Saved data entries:

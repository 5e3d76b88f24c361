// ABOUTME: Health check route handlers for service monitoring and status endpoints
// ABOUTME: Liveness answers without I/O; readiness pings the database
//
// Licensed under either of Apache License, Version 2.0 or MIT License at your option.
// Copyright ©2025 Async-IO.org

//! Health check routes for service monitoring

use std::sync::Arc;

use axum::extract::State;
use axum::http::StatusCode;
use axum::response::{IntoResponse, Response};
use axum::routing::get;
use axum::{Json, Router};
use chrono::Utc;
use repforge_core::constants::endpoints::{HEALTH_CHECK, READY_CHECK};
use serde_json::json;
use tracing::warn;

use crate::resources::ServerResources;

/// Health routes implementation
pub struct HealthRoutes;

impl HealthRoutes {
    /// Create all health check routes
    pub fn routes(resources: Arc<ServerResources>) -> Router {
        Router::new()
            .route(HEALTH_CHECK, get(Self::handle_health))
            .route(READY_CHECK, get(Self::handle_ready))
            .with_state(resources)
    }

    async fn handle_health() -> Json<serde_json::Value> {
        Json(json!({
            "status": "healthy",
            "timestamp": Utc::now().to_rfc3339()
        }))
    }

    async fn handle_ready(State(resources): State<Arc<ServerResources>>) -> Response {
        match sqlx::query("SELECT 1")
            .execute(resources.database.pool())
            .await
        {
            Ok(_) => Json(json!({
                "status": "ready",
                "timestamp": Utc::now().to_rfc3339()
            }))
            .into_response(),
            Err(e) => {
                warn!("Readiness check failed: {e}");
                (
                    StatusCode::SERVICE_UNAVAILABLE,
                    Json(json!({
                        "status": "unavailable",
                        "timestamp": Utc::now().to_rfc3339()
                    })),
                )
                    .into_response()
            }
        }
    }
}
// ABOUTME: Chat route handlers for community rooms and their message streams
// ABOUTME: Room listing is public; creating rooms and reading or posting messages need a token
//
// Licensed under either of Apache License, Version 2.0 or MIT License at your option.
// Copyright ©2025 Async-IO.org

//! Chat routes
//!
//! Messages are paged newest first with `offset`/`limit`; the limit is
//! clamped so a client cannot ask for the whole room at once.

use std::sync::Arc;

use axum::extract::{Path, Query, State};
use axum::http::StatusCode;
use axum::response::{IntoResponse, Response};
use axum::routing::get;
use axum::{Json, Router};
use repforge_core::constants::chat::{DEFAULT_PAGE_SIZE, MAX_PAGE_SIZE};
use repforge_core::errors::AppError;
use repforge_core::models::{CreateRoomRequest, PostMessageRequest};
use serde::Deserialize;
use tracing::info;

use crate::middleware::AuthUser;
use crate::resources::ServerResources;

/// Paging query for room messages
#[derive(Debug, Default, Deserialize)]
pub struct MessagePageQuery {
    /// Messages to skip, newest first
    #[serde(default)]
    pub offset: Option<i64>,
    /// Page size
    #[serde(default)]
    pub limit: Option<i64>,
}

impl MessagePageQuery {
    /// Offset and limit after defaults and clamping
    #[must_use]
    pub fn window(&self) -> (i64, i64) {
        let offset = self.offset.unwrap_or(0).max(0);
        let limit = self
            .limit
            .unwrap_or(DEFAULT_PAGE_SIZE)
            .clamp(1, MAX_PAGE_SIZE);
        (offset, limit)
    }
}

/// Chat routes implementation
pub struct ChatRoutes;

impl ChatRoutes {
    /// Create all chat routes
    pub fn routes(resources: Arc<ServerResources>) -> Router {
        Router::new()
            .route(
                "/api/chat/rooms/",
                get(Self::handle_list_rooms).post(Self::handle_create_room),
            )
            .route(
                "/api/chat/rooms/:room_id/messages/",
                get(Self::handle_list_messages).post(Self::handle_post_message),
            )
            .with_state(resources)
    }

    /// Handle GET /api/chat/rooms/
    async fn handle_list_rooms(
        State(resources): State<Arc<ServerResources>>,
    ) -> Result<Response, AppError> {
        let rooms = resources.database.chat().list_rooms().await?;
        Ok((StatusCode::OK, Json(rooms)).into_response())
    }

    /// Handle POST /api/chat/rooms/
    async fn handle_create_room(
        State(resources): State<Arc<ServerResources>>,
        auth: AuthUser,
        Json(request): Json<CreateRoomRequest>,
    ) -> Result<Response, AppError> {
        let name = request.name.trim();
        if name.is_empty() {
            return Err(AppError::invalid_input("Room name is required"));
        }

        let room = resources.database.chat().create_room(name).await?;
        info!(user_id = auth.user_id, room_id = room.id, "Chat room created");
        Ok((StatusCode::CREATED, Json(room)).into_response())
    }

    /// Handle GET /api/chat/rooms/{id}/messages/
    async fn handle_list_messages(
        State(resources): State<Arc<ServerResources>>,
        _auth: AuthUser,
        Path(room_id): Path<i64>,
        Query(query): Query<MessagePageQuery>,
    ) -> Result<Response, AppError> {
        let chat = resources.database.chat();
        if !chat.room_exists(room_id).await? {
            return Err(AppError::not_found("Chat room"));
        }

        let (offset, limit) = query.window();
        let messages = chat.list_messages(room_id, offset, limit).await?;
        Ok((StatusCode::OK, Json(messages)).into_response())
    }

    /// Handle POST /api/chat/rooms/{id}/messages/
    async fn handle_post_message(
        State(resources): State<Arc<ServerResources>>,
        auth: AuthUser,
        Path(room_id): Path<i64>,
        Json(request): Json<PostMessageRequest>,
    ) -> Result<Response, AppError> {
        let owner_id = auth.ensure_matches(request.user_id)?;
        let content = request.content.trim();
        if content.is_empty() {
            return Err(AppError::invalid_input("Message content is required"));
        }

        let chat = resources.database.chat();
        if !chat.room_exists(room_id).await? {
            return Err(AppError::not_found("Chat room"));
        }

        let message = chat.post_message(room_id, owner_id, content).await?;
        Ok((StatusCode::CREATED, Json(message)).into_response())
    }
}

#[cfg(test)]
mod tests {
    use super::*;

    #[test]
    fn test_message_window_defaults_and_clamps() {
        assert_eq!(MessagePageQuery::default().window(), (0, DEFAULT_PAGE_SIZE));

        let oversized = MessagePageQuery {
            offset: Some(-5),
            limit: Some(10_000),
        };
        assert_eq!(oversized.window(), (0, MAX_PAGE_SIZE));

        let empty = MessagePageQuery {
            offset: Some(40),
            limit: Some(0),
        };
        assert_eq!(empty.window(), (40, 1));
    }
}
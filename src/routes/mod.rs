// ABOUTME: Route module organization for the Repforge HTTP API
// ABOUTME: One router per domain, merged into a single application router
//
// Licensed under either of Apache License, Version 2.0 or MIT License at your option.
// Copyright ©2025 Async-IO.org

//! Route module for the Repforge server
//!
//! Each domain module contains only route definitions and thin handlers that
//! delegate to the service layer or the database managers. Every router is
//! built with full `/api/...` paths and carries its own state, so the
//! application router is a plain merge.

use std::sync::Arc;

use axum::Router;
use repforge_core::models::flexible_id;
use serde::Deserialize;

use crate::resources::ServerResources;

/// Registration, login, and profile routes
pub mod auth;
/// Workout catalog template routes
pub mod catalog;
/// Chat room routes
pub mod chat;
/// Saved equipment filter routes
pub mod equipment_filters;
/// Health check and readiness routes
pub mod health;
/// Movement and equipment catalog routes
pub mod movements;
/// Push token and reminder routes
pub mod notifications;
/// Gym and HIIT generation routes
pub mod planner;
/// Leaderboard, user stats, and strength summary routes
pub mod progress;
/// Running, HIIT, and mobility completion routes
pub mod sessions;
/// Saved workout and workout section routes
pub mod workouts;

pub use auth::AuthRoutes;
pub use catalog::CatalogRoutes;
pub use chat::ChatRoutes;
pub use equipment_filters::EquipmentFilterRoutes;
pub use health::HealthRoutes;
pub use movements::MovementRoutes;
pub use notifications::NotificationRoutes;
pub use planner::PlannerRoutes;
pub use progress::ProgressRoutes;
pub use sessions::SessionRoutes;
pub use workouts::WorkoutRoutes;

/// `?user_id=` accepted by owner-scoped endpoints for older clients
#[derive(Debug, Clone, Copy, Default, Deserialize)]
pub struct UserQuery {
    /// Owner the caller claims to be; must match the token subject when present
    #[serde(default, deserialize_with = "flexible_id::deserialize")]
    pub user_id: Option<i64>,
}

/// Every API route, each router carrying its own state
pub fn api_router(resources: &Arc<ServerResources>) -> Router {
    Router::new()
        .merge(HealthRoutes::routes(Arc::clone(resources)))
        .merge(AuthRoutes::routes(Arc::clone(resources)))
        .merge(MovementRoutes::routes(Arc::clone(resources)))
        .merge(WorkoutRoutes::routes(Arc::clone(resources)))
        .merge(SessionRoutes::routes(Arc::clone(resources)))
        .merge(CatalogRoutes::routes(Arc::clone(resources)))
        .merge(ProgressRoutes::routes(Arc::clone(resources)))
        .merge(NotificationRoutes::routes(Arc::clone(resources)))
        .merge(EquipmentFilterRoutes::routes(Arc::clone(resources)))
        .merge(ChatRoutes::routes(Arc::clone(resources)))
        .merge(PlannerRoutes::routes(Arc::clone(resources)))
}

◆ **Activity**: Over all the entries, say how many lines hold the string "HealthRoutes". The reply is the number alone.

◆ **Exercise response**: 4